Exercise brief: Produce a character-for-character copy of the data below.

Dataset entries:

════════════════════

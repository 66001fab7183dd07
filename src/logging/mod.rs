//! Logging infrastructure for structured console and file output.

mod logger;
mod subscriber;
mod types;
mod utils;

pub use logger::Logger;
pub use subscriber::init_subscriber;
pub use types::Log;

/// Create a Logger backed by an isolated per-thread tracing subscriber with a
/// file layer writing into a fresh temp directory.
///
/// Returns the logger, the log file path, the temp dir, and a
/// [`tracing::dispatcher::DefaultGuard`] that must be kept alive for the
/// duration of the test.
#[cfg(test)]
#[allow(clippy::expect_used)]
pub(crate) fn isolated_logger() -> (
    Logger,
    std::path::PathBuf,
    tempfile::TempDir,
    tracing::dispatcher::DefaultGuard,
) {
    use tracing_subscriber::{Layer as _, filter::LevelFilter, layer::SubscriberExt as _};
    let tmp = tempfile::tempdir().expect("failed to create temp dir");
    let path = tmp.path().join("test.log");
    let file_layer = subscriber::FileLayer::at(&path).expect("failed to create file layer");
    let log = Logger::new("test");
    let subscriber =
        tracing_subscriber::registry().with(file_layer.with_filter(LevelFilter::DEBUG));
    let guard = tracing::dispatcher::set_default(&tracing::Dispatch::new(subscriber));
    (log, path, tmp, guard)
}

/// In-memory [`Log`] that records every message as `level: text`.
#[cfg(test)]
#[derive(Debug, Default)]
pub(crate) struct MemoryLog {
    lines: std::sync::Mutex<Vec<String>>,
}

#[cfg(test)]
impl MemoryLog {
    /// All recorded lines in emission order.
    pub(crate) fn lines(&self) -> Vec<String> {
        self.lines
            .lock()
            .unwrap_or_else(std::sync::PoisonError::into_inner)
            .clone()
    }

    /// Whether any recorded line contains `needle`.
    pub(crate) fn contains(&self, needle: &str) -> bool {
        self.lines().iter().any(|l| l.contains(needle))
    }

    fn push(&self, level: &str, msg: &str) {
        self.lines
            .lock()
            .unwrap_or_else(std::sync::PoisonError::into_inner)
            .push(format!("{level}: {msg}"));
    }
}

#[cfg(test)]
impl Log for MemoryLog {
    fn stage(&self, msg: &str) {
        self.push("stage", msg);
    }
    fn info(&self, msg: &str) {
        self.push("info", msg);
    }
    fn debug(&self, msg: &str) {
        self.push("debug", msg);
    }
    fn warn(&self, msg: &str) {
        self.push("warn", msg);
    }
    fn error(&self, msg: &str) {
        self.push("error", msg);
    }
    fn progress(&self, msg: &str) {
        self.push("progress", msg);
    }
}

════════════════════

Finished task:
repository 66001fab7183dd07
filename src/logging/mod.rs
//! Logging infrastructure for structured console and file output.

mod logger;
mod subscriber;
mod types;
mod utils;

pub use logger::Logger;
pub use subscriber::init_subscriber;
pub use types::Log;

/// Create a Logger backed by an isolated per-thread tracing subscriber with a
/// file layer writing into a fresh temp directory.
///
/// Returns the logger, the log file path, the temp dir, and a
/// [`tracing::dispatcher::DefaultGuard`] that must be kept alive for the
/// duration of the test.
#[cfg(test)]
#[allow(clippy::expect_used)]
pub(crate) fn isolated_logger() -> (
    Logger,
    std::path::PathBuf,
    tempfile::TempDir,
    tracing::dispatcher::DefaultGuard,
) {
    use tracing_subscriber::{Layer as _, filter::LevelFilter, layer::SubscriberExt as _};
    let tmp = tempfile::tempdir().expect("failed to create temp dir");
    let path = tmp.path().join("test.log");
    let file_layer = subscriber::FileLayer::at(&path).expect("failed to create file layer");
    let log = Logger::new("test");
    let subscriber =
        tracing_subscriber::registry().with(file_layer.with_filter(LevelFilter::DEBUG));
    let guard = tracing::dispatcher::set_default(&tracing::Dispatch::new(subscriber));
    (log, path, tmp, guard)
}

/// In-memory [`Log`] that records every message as `level: text`.
#[cfg(test)]
#[derive(Debug, Default)]
pub(crate) struct MemoryLog {
    lines: std::sync::Mutex<Vec<String>>,
}

#[cfg(test)]
impl MemoryLog {
    /// All recorded lines in emission order.
    pub(crate) fn lines(&self) -> Vec<String> {
        self.lines
            .lock()
            .unwrap_or_else(std::sync::PoisonError::into_inner)
            .clone()
    }

    /// Whether any recorded line contains `needle`.
    pub(crate) fn contains(&self, needle: &str) -> bool {
        self.lines().iter().any(|l| l.contains(needle))
    }

    fn push(&self, level: &str, msg: &str) {
        self.lines
            .lock()
            .unwrap_or_else(std::sync::PoisonError::into_inner)
            .push(format!("{level}: {msg}"));
    }
}

#[cfg(test)]
impl Log for MemoryLog {
    fn stage(&self, msg: &str) {
        self.push("stage", msg);
    }
    fn info(&self, msg: &str) {
        self.push("info", msg);
    }
    fn debug(&self, msg: &str) {
        self.push("debug", msg);
    }
    fn warn(&self, msg: &str) {
        self.push("warn", msg);
    }
    fn error(&self, msg: &str) {
        self.push("error", msg);
    }
    fn progress(&self, msg: &str) {
        self.push("progress", msg);
    }
}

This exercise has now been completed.